Telling Your Love Story and Why You're Choosing to Adopt

· Writing Tips

When talking about your children in an adoption profile, one of the first things that your caseworker will tell you is that it's best to talk about yourself first. We want the birth mom to fall in love with you before she falls in love with the rest of the family. So in order to make this work, there are a couple of things to keep in mind while writing your adoption profile.  

First, if you're a couple, we want to hear your love story in the first section. Talk about how you met, what made you fall in love and give us some of those "cute" courtship details that are always memorialized at weddings - you know, the awkward first date or chipping teeth on the first kiss!

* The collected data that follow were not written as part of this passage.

//! Core types for the particle simulation.
//!
//! The simulation is two dimensional and unit agnostic. The reference demo
//! works in "world units" where the visible box spans roughly `[-100, 100]`
//! on its shorter axis and time is measured in seconds.

use serde::{Deserialize, Serialize};
use std::ops::{Add, AddAssign, Mul, MulAssign, Neg, Sub, SubAssign};

use crate::error::PhysicsError;

// =============================================================================
// Vec2 - 2D Vector
// =============================================================================

/// A 2D vector used for positions, velocities, accelerations and forces.
///
/// Coordinate system:
/// - X: horizontal (positive to the right)
/// - Y: vertical (positive upward)
#[derive(Debug, Clone, Copy, PartialEq, Serialize, Deserialize)]
pub struct Vec2 {
    pub x: f64,
    pub y: f64,
}

impl Vec2 {
    pub const ZERO: Vec2 = Vec2 { x: 0.0, y: 0.0 };

    /// Unit vector along +X.
    pub const UNIT_X: Vec2 = Vec2 { x: 1.0, y: 0.0 };

    pub const fn new(x: f64, y: f64) -> Self {
        Self { x, y }
    }

    /// Squared magnitude (avoids sqrt for comparisons)
    pub fn magnitude_squared(&self) -> f64 {
        self.x * self.x + self.y * self.y
    }

    /// Magnitude (length) of the vector
    pub fn magnitude(&self) -> f64 {
        self.magnitude_squared().sqrt()
    }

    /// Returns a unit vector in the same direction, or zero if magnitude is zero
    pub fn normalized(&self) -> Self {
        let mag = self.magnitude();
        if mag < constants::EPSILON {
            Self::ZERO
        } else {
            *self * (1.0 / mag)
        }
    }

    /// Returns a unit vector in the same direction, or `None` for a
    /// (near) zero vector whose direction is undefined.
    pub fn try_normalized(&self) -> Option<Self> {
        let mag = self.magnitude();
        if mag < constants::EPSILON {
            None
        } else {
            Some(*self * (1.0 / mag))
        }
    }

    /// Dot product
    pub fn dot(&self, other: &Self) -> f64 {
        self.x * other.x + self.y * other.y
    }

    /// Adds `other * scale` in place.
    pub fn add_scaled(&mut self, other: Self, scale: f64) {
        self.x += other.x * scale;
        self.y += other.y * scale;
    }

    /// Component of this vector along the unit vector `axis`.
    pub fn project_onto_unit(&self, axis: &Self) -> Self {
        *axis * self.dot(axis)
    }

    /// True when both components are finite.
    pub fn is_finite(&self) -> bool {
        self.x.is_finite() && self.y.is_finite()
    }
}

// Operator overloads for Vec2
impl Add for Vec2 {
    type Output = Self;
    fn add(self, other: Self) -> Self {
        Self {
            x: self.x + other.x,
            y: self.y + other.y,
        }
    }
}

impl AddAssign for Vec2 {
    fn add_assign(&mut self, other: Self) {
        self.x += other.x;
        self.y += other.y;
    }
}

impl Sub for Vec2 {
    type Output = Self;
    fn sub(self, other: Self) -> Self {
        Self {
            x: self.x - other.x,
            y: self.y - other.y,
        }
    }
}

impl SubAssign for Vec2 {
    fn sub_assign(&mut self, other: Self) {
        self.x -= other.x;
        self.y -= other.y;
    }
}

impl Mul<f64> for Vec2 {
    type Output = Self;
    fn mul(self, scalar: f64) -> Self {
        Self {
            x: self.x * scalar,
            y: self.y * scalar,
        }
    }
}

impl MulAssign<f64> for Vec2 {
    fn mul_assign(&mut self, scalar: f64) {
        self.x *= scalar;
        self.y *= scalar;
    }
}

impl Neg for Vec2 {
    type Output = Self;
    fn neg(self) -> Self {
        Self {
            x: -self.x,
            y: -self.y,
        }
    }
}

impl Default for Vec2 {
    fn default() -> Self {
        Self::ZERO
    }
}

// =============================================================================
// Mass
// =============================================================================

/// Mass of a particle.
///
/// Immovable bodies are modelled explicitly instead of through a huge numeric
/// sentinel, so collision formulas can take the infinite-mass limit exactly.
#[derive(Debug, Clone, Copy, PartialEq, Serialize, Deserialize)]
pub enum Mass {
    Finite(f64),
    Immovable,
}

impl Mass {
    /// Creates a finite mass, rejecting zero, negative and non-finite values.
    pub fn finite(mass: f64) -> Result<Self, PhysicsError> {
        if mass.is_finite() && mass > 0.0 {
            Ok(Mass::Finite(mass))
        } else {
            Err(PhysicsError::InvalidMass(mass))
        }
    }

    /// Builds a mass from an inverse mass. Zero or negative means immovable.
    pub fn from_inverse(inverse_mass: f64) -> Result<Self, PhysicsError> {
        if inverse_mass.is_nan() || inverse_mass.is_infinite() {
            return Err(PhysicsError::InvalidMass(inverse_mass));
        }
        if inverse_mass <= 0.0 {
            Ok(Mass::Immovable)
        } else {
            Self::finite(1.0 / inverse_mass)
        }
    }

    /// Reciprocal of the mass; zero for immovable bodies.
    pub fn inverse(&self) -> f64 {
        match self {
            Mass::Finite(m) => 1.0 / m,
            Mass::Immovable => 0.0,
        }
    }

    /// The finite value, if any.
    pub fn value(&self) -> Option<f64> {
        match self {
            Mass::Finite(m) => Some(*m),
            Mass::Immovable => None,
        }
    }

    pub fn is_finite(&self) -> bool {
        matches!(self, Mass::Finite(_))
    }
}

// =============================================================================
// Domain
// =============================================================================

/// The rectangular box the particles live in.
///
/// Stored as half-extents of a box centered at the origin, so the box spans
/// `[-width, width] x [-height, height]`.
#[derive(Debug, Clone, Copy, PartialEq, Serialize, Deserialize)]
pub struct Domain {
    pub width: f64,
    pub height: f64,
}

impl Domain {
    pub fn new(width: f64, height: f64) -> Result<Self, PhysicsError> {
        if !(width.is_finite() && height.is_finite() && width > 0.0 && height > 0.0) {
            return Err(PhysicsError::InvalidDomain { width, height });
        }
        Ok(Self { width, height })
    }

    /// A square domain spanning `[-range, range]` on both axes.
    pub fn square(range: f64) -> Result<Self, PhysicsError> {
        Self::new(range, range)
    }

    /// Fits the domain to a viewport of `pixel_width x pixel_height`.
    ///
    /// The shorter side spans `range`; the longer side is stretched by the
    /// aspect ratio so world units stay square on screen. A zero height is
    /// treated as one pixel.
    pub fn fit_viewport(pixel_width: u32, pixel_height: u32, range: f64) -> Result<Self, PhysicsError> {
        let pixel_height = pixel_height.max(1);
        let aspect = f64::from(pixel_width) / f64::from(pixel_height);

        if pixel_width <= pixel_height {
            Self::new(range, range / aspect)
        } else {
            Self::new(range * aspect, range)
        }
    }

    /// Allowed range for the centre of a particle of `radius` along X.
    pub fn x_limits(&self, radius: f64) -> (f64, f64) {
        (-self.width + radius, self.width - radius)
    }

    /// Allowed range for the centre of a particle of `radius` along Y.
    pub fn y_limits(&self, radius: f64) -> (f64, f64) {
        (-self.height + radius, self.height - radius)
    }
}

impl Default for Domain {
    fn default() -> Self {
        Self {
            width: 100.0,
            height: 100.0,
        }
    }
}

// =============================================================================
// Physical Constants
// =============================================================================

/// Physical constants used in the simulation.
pub mod constants {
    /// Gravitational acceleration (m/s²)
    pub const GRAVITY: f64 = 9.81;

    /// Small value for floating-point comparisons
    pub const EPSILON: f64 = 1e-10;
}

// =============================================================================
// Tests
// =============================================================================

Example: "Have you ever had one of those first dates where everything felt so perfect, and then suddenly the other person sneezes loudly in the movie and inadvertently spills the popcorn all over you? Maybe you haven't, but we sure have! That was our first date and the movie was Shrek. Fast forward three years to 2017, and you'll find Kevin sharing that story with our friends and family the night before our wedding."

Then you can begin to discuss how you've grown your family. What year did you have your first child, how old are they now? What happened after that first (or second) child that made you turn to adoption? Birth mom's like to know why you are choosing this path instead of going down the more traditional one. It also shows that you REALLY want to be parents to another child, and you've exhausted all of your options.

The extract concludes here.